Laryngoscopy causes sympathetic activation, with an increase in heart rate, arterial pressure, and probably intracranial pressure. To attenuate this response, lidocaine 1.5 mg/kg is given intravenously 1 to 2 minutes before sedation and myoplegia. In children and adults, a vagal response (marked bradycardia) is common during intubation, so atropine 0.02 mg/kg is given intravenously (at least 0.1 mg in infants; 0.5 mg in children and adults). Some clinicians premedicate with a small amount of a muscle relaxant, such as vecuronium 0.01 mg/kg intravenously in patients over 4 years of age, to prevent muscle fasciculations caused by the full dose of succinylcholine. Muscle pain and transient hyperkalemia may occur on awakening as a result of fasciculations.

Sedation and analgesia. Laryngoscopy and intubation cause discomfort, so short-acting sedatives or sedative-analgesics are administered intravenously immediately before the procedure. After that, the assistant presses on the cricoid cartilage (Sellick maneuver), clamps the esophagus to prevent regurgitation and aspiration.

Etomidate 0.3 mg/kg (a nonbarbiturate hypnotic, preferred) or fentanyl 5 mcg/kg (2-5 mcg/kg in children, exceeding the analgesic dose), an opioid (analgesic and sedative) that is effective without causing cardiovascular depression, may be used. However, chest rigidity may develop at high doses.

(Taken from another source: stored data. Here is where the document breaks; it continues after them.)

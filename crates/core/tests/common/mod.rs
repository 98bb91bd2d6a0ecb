//! Fixtures shared by the integration tests
#![allow(dead_code)]

use ignis_core::core_types::Meters;
use ignis_core::features::FeatureVector;
use ignis_core::forecast::{ConditionsSource, CurrentWeather};
use ignis_core::model::{SpreadClassifier, SpreadRegressor};
use ignis_core::record::{Example, FeatureValue, RecordWriter};
use ignis_core::{IgnisError, IgnisResult};
use std::path::{Path, PathBuf};
use std::sync::{Arc, Mutex};

#[ctor::ctor]
fn init_test_logging() {
    let _ = tracing_subscriber::fmt()
        .with_env_filter(tracing_subscriber::EnvFilter::from_default_env())
        .with_test_writer()
        .try_init();
}

/// Fresh scratch directory under the system temp dir
pub fn scratch_dir(name: &str) -> PathBuf {
    let dir = std::env::temp_dir().join(format!("ignis-{}-{}", name, std::process::id()));
    let _ = std::fs::remove_dir_all(&dir);
    std::fs::create_dir_all(&dir).unwrap();
    dir
}

/// Serialized Example with `prev` burning pixels today and `next` tomorrow
///
/// Environmental channels are filled with constants so the feature vector is
/// predictable; `wind_speed` doubles as a signal the models can learn from.
pub fn fire_payload(prev: usize, next: usize, wind_speed: f32) -> Vec<u8> {
    let mask = |n: usize| {
        let mut m = vec![0.0f32; 4096];
        m[..n].fill(1.0);
        m
    };
    let mut example = Example::new();
    example.insert("PrevFireMask", FeatureValue::Floats(mask(prev)));
    example.insert("FireMask", FeatureValue::Floats(mask(next)));
    example.insert("elevation", FeatureValue::Floats(vec![350.0; 4096]));
    example.insert("th", FeatureValue::Floats(vec![90.0; 4096]));
    example.insert("vs", FeatureValue::Floats(vec![wind_speed; 4096]));
    example.insert("tmmn", FeatureValue::Floats(vec![285.0; 4096]));
    example.insert("tmmx", FeatureValue::Floats(vec![300.0; 4096]));
    example.insert("sph", FeatureValue::Floats(vec![0.005; 4096]));
    example.insert("pdsi", FeatureValue::Floats(vec![-1.5; 4096]));
    example.insert("NDVI", FeatureValue::Floats(vec![4000.0; 4096]));
    example.encode()
}

/// Write payloads as one TFRecord shard
pub fn write_shard(path: &Path, payloads: &[Vec<u8>]) {
    let mut writer = RecordWriter::create(path).unwrap();
    for p in payloads {
        writer.write_record(p).unwrap();
    }
    writer.finish().unwrap();
}

/// Classifier returning a fixed probability and remembering every input
#[derive(Debug, Clone, Default)]
pub struct FixedClassifier {
    pub probability: f64,
    pub seen: Arc<Mutex<Vec<FeatureVector>>>,
}

impl FixedClassifier {
    pub fn new(probability: f64) -> Self {
        Self {
            probability,
            seen: Arc::default(),
        }
    }
}

impl SpreadClassifier for FixedClassifier {
    fn spread_probability(&self, features: &FeatureVector) -> IgnisResult<f64> {
        self.seen.lock().unwrap().push(*features);
        Ok(self.probability)
    }

    fn will_spread(&self, _features: &FeatureVector) -> IgnisResult<bool> {
        Ok(self.probability > 0.5)
    }
}

/// Regressor returning a fixed raw ratio
#[derive(Debug, Clone, Copy)]
pub struct FixedRegressor(pub f64);

impl SpreadRegressor for FixedRegressor {
    fn spread_ratio(&self, _features: &FeatureVector) -> IgnisResult<f64> {
        Ok(self.0)
    }
}

/// Conditions source with canned answers; `None` simulates an outage
#[derive(Debug, Clone, Copy, Default)]
pub struct StubSource {
    pub weather: Option<CurrentWeather>,
    pub elevation: Option<f64>,
}

impl StubSource {
    pub fn offline() -> Self {
        Self::default()
    }
}

impl ConditionsSource for StubSource {
    fn current_weather(&self, _lat: f64, _lng: f64) -> IgnisResult<CurrentWeather> {
        self.weather.ok_or(IgnisError::UnexpectedResponse {
            endpoint: "forecast",
            message: "offline".to_string(),
        })
    }

    fn elevation(&self, _lat: f64, _lng: f64) -> IgnisResult<Meters> {
        self.elevation
            .map(Meters::new)
            .ok_or(IgnisError::UnexpectedResponse {
                endpoint: "elevation",
                message: "offline".to_string(),
            })
    }
}
//! Reading fire-monitoring records from TFRecord shards
//!
//! - `tfrecord`: container framing with CRC32C checks
//! - `example`: `tf.train.Example` protobuf decoding
//! - `channels`: named raster channels with padding rules

pub mod channels;
pub mod example;
pub mod tfrecord;

pub use channels::{Channel, ChannelLayout, FireRecord};
pub use example::{Example, FeatureSummary, FeatureValue};
pub use tfrecord::{crc32c, masked_crc32c, RecordReader, RecordWriter};

use crate::error::{IgnisError, IgnisResult};
use std::path::Path;

/// Key/kind/length listing of the first record in a shard
pub fn inspect_shard<P: AsRef<Path>>(path: P) -> IgnisResult<Vec<FeatureSummary>> {
    let mut reader = RecordReader::open(path.as_ref())?;
    match reader.next() {
        Some(payload) => Ok(Example::decode(&payload?)?.describe()),
        None => Err(IgnisError::CorruptFrame(format!(
            "{} contains no records",
            path.as_ref().display()
        ))),
    }
}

Ketamine 1-2 mg/kg is an anesthetic with cardiac stimulant action. This drug may cause hallucinations or inappropriate behavior on awakening. Thiopental 3-4 mg/kg and methohexital 1-2 mg/kg are effective but cause hypotension.

Myoplegia. Relaxation of skeletal muscles significantly facilitates tracheal intubation.

Succinylcholine (1.5 mg/kg IV, 2.0 mg/kg in infants), a depolarizing muscle relaxant, has a rapid onset (30 sec to 1 min) and short duration (3 to 5 min). It is generally not used in patients with burns, muscle crush injuries (more than 1 to 2 days old), spinal cord injury, neuromuscular disease, renal failure, and possibly penetrating eye injury. Malignant hyperthermia may occur in 1/15,000 cases of succinylcholine administration. In children, succinylcholine should be used with atropine to prevent severe bradycardia.

Non-depolarizing muscle relaxants have a longer duration (more than 30 min) and a slower onset of action. These include Atracurium 0.5 mg/kg, Mivacurium 0.15 mg/kg, Rocuronium 1.0 mg/kg, Vecuronium 0.1-0.2 mg/kg, which are administered over 60 s.

Local anesthesia. Intubation of conscious patients requires anesthesia of the nasal passages and pharynx. Ready-to-use aerosols of Benzocaine, Tetracaine, Butyl Aminobenzoate, and Benzalkonium are commonly used. Alternatively, 4% lidocaine can be aerosolized through a face mask.